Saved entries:
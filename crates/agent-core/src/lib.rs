//! # agent-core
//!
//! Tool-calling conversation loop with a provider-agnostic LLM abstraction.
//!
//! ## Architecture
//!
//! ```text
//! ┌─────────────────────────────────────────────────────────────┐
//! │                        Agent                                 │
//! │  ┌─────────────┐  ┌─────────────┐  ┌─────────────────────┐  │
//! │  │  Reasoning  │  │    Tool     │  │   LlmProvider       │  │
//! │  │    Loop     │──│  Registry   │──│   (Strategy)        │  │
//! │  └─────────────┘  └─────────────┘  └─────────────────────┘  │
//! │         │                                                    │
//! │  ┌─────────────┐                                             │
//! │  │Conversation │  append-only, replayed on every request     │
//! │  └─────────────┘                                             │
//! └─────────────────────────────────────────────────────────────┘
//! ```
//!
//! The loop reads a line, asks the model, runs every tool the model called
//! and re-queries the model with the results until it answers in plain text.

pub mod provider;
pub mod tool;
pub mod schema;
pub mod reasoning;
pub mod message;
pub mod input;
pub mod error;

pub use error::{AgentError, Result, ToolError};
pub use input::{InputSource, ScriptedInput};
pub use message::{ContentBlock, Conversation, ConversationTurn, Role};
pub use provider::{Completion, GenerationOptions, LlmProvider};
pub use reasoning::{Agent, AgentBuilder, AgentConfig};
pub use schema::{ParamType, ParameterSchema};
pub use tool::{Tool, ToolCall, ToolInvocationResult, ToolRegistry, ToolSchema};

_Exercise_: Check each line of the data above, and please copy the ones in which the string "core" occurs.

_Answer to this exercise_:
filename crates/agent-core/src/lib.rs
//! # agent-core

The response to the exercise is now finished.